Un’altra ventata violenta penetrò nella stanza dove ora mi trovavo e anche qui le luci si spensero di colpo. Retrocedetti quasi di corsa attraverso tutte le stanze prima percorse con Jeanne e le luci si spegnevano di colpo alle mie spalle. Mi trovai nel vasto salone a pianterreno, un brillio di luci accecanti. L’ingresso era rimasto aperto, ma vidi che le vetrate scorrevano lentamente su cardini invisibili. Corsi fuori appena in tempo per non restare chiuso lì dentro, e nello stesso tempo tutto tornò buio come prima, impenetrabile.

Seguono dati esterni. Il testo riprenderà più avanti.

//! Chat session — submissions, simulated latency, and delivery.
//!
//! DESIGN
//! ======
//! Each submission composes its answer immediately and schedules delivery
//! on a tokio task after `reply_delay`, keyed by a monotonically increasing
//! request id. A newer submission aborts the pending task and removes its
//! placeholder, and any reply that still slips through the channel with an
//! old id is discarded. Only the latest question is ever answered, in order.

use std::time::Duration;

use tokio::sync::mpsc;
use tokio::task::JoinHandle;
use tracing::debug;

use crate::answer::{AnswerComposer, ResponseDescriptor};
use crate::random::RandomSource;
use crate::transcript::{MessageBlock, Transcript};

#[cfg(test)]
#[path = "chat_test.rs"]
mod tests;

pub type RequestId = u64;

#[derive(Debug)]
struct Reply {
    request_id: RequestId,
    answer: ResponseDescriptor,
}

#[derive(Debug)]
struct Pending {
    request_id: RequestId,
    handle: JoinHandle<()>,
}

/// One user's conversation with the scripted assistant.
pub struct ChatSession<R> {
    composer: AnswerComposer,
    random: R,
    transcript: Transcript,
    reply_delay: Duration,
    next_id: RequestId,
    pending: Option<Pending>,
    tx: mpsc::UnboundedSender<Reply>,
    rx: mpsc::UnboundedReceiver<Reply>,
}

impl<R: RandomSource> ChatSession<R> {
    #[must_use]
    pub fn new(composer: AnswerComposer, random: R, reply_delay: Duration) -> Self {
        let (tx, rx) = mpsc::unbounded_channel();
        Self {
            composer,
            random,
            transcript: Transcript::new(),
            reply_delay,
            next_id: 0,
            pending: None,
            tx,
            rx,
        }
    }

    #[must_use]
    pub fn transcript(&self) -> &Transcript {
        &self.transcript
    }

    #[must_use]
    pub fn composer(&self) -> &AnswerComposer {
        &self.composer
    }

    /// Id of the request awaiting delivery, if any.
    #[must_use]
    pub fn pending(&self) -> Option<RequestId> {
        self.pending.as_ref().map(|p| p.request_id)
    }

    /// Submit user text (typed or from a preset button).
    ///
    /// Blank input is ignored. Must be called from within a tokio runtime.
    pub fn submit(&mut self, text: &str) -> Option<RequestId> {
        let text = text.trim();
        if text.is_empty() {
            return None;
        }
        if let Some(stale) = self.cancel() {
            debug!(stale, "superseded pending reply");
        }

        self.transcript.append(MessageBlock::user(text));
        self.transcript.show_typing();

        let answer = self.composer.compose(text, &mut self.random);
        self.next_id += 1;
        let request_id = self.next_id;
        let tx = self.tx.clone();
        let delay = self.reply_delay;
        let handle = tokio::spawn(async move {
            tokio::time::sleep(delay).await;
            // Receiver lives as long as the session; a send error means it is gone.
            let _ = tx.send(Reply { request_id, answer });
        });
        self.pending = Some(Pending { request_id, handle });
        debug!(request_id, ?delay, "reply scheduled");
        Some(request_id)
    }

    /// Wait for the pending reply and render it into the transcript.
    ///
    /// Returns `None` immediately when nothing is pending. Cancel-safe: the
    /// transcript only changes after a reply has been received.
    pub async fn next_reply(&mut self) -> Option<RequestId> {
        loop {
            let current = self.pending.as_ref()?.request_id;
            let reply = self.rx.recv().await?;
            if reply.request_id != current {
                debug!(stale = reply.request_id, current, "discarding superseded reply");
                continue;
            }
            self.pending = None;
            self.transcript.resolve(reply.answer);
            return Some(current);
        }
    }

    /// Abort the pending reply, if any, and remove its placeholder.
    pub fn cancel(&mut self) -> Option<RequestId> {
        let pending = self.pending.take()?;
        pending.handle.abort();
        self.transcript.clear_typing();
        Some(pending.request_id)
    }
}

impl<R> Drop for ChatSession<R> {
    fn drop(&mut self) {
        if let Some(pending) = self.pending.take() {
            pending.handle.abort();
        }
    }
}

Il vento ora ululava tutt’attorno e sollevava un turbine di foglie morte, di sabbia fine, di ramoscelli spezzati. Andavo a tentoni in cerca della mia macchina, ma non sapevo dove dirigermi, e allora fu come se una mano leggera prendesse la mia e mi guidasse in mezzo alle tenebre. Non c’era nessuno, ma sapevo di chi era quella mano carezzevole, amica.
Giunsi alla macchina, accesi le luci, tentai di trovare con il loro aiuto il magnifico palazzo che dovevo aver di fronte. Nulla; solo una barriera di verde si ergeva dinanzi a me, impenetrabile. Alle mie spalle il viale, alberato, solitario....
Correvo nella notte, ma sentivo accanto a me una creatura dolce, dagli occhi incantevoli, che mi guidava nel groviglio di vie prima attraversate, finché le prime luci di Perpignan mi ricondussero alla realtà ed io rimasi solo con me stesso e i miei pensieri.